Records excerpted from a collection

<<<<

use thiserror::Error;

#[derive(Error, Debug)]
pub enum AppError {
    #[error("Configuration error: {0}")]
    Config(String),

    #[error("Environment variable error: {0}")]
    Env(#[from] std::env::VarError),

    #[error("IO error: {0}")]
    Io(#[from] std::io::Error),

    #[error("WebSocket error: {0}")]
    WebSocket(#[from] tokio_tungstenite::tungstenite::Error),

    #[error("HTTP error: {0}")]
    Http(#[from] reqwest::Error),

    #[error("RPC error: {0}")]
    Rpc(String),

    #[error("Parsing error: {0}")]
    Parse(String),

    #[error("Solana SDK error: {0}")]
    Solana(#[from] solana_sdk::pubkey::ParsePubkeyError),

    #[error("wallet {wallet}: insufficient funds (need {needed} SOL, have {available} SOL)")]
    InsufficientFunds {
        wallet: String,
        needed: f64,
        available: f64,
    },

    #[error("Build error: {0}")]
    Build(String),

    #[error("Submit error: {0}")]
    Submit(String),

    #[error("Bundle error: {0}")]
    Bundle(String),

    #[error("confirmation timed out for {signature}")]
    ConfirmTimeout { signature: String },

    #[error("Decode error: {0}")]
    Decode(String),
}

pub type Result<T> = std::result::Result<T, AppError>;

>>>>
<<<<

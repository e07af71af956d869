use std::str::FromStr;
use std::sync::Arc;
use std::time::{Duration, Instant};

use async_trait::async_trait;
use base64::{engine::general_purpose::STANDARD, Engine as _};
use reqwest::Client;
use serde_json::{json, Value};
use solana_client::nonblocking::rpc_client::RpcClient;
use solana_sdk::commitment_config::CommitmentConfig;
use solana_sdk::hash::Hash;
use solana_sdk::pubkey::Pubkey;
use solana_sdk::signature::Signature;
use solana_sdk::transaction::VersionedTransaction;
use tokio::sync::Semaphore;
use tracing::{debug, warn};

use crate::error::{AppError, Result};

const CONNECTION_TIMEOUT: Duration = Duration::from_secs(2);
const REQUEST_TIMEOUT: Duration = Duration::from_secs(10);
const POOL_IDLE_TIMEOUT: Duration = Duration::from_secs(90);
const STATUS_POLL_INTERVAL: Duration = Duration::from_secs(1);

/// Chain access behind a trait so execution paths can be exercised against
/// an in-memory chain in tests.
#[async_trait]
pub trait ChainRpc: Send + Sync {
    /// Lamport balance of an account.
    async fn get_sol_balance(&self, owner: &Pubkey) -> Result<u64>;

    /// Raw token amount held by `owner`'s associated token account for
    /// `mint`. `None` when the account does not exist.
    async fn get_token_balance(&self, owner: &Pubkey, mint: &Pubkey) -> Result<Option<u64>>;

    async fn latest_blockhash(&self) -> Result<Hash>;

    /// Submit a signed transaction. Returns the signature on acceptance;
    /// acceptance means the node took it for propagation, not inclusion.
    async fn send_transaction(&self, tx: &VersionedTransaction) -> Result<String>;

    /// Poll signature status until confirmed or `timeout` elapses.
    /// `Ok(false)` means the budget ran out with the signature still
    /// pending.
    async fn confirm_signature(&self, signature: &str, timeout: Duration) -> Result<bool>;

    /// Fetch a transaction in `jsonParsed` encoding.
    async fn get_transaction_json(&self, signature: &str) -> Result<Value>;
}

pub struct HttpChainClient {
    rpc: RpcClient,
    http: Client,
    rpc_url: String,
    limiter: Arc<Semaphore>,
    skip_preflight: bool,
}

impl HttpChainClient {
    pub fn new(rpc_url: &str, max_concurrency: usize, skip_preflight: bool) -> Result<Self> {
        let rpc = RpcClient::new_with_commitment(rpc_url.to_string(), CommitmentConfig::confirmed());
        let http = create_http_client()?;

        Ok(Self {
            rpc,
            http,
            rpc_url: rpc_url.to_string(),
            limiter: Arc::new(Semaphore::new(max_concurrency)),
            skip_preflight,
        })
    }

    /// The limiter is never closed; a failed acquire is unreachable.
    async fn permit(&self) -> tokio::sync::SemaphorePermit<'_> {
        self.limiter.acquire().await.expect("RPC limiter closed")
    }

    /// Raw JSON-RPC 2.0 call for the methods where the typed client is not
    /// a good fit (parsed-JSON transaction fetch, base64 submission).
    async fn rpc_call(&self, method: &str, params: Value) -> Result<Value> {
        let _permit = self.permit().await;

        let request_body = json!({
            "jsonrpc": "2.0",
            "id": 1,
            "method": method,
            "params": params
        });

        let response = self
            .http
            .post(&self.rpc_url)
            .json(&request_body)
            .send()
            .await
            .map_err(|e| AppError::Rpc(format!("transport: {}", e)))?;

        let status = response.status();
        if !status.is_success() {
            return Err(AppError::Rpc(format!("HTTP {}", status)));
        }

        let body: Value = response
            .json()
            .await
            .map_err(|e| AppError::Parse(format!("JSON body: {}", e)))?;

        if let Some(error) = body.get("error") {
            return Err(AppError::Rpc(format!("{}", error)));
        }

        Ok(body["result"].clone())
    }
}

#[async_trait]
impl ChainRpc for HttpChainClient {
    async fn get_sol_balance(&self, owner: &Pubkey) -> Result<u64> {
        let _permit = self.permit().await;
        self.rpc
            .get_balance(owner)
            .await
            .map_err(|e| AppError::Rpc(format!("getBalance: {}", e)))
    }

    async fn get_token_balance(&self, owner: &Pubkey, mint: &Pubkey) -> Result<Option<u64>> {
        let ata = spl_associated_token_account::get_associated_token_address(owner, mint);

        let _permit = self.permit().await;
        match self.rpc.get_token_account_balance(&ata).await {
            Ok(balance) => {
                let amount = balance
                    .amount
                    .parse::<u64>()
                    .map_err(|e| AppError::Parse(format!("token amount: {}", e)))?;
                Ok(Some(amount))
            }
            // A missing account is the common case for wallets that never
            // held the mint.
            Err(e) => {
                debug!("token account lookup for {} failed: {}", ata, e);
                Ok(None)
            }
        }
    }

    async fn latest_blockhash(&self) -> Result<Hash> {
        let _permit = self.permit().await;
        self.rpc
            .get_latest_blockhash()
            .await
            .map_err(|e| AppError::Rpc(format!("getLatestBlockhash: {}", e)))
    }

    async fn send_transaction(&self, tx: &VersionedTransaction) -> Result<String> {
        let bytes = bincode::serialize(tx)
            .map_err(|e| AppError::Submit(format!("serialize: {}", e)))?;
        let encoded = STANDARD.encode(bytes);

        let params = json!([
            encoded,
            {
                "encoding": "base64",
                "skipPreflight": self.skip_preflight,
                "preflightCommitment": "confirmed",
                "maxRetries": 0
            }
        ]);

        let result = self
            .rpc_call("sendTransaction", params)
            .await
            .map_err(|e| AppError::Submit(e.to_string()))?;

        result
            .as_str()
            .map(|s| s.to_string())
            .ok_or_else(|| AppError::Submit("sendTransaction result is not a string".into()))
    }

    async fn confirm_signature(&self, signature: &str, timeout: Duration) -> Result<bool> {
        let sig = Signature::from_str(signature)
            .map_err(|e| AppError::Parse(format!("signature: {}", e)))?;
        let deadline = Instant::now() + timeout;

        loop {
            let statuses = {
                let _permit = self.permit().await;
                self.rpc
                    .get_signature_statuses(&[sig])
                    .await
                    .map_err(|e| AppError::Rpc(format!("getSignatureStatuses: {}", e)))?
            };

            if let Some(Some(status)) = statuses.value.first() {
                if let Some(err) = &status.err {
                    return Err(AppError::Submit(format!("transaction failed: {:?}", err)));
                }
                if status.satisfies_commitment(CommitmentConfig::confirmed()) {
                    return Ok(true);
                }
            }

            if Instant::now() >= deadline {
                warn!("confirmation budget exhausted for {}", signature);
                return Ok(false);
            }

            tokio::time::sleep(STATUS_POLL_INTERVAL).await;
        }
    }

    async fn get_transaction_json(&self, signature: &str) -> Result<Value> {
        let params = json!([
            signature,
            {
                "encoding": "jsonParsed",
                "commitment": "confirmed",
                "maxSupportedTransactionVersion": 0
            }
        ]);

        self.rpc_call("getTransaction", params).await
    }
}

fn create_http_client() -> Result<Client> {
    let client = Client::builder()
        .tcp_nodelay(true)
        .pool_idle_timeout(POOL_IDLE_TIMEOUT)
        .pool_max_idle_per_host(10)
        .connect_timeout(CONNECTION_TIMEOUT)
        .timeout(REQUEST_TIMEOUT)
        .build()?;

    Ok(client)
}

>>>>

Once a line of the records is found to contain "deadline", copy it out.

* REPLY *
        let deadline = Instant::now() + timeout;
            if Instant::now() >= deadline {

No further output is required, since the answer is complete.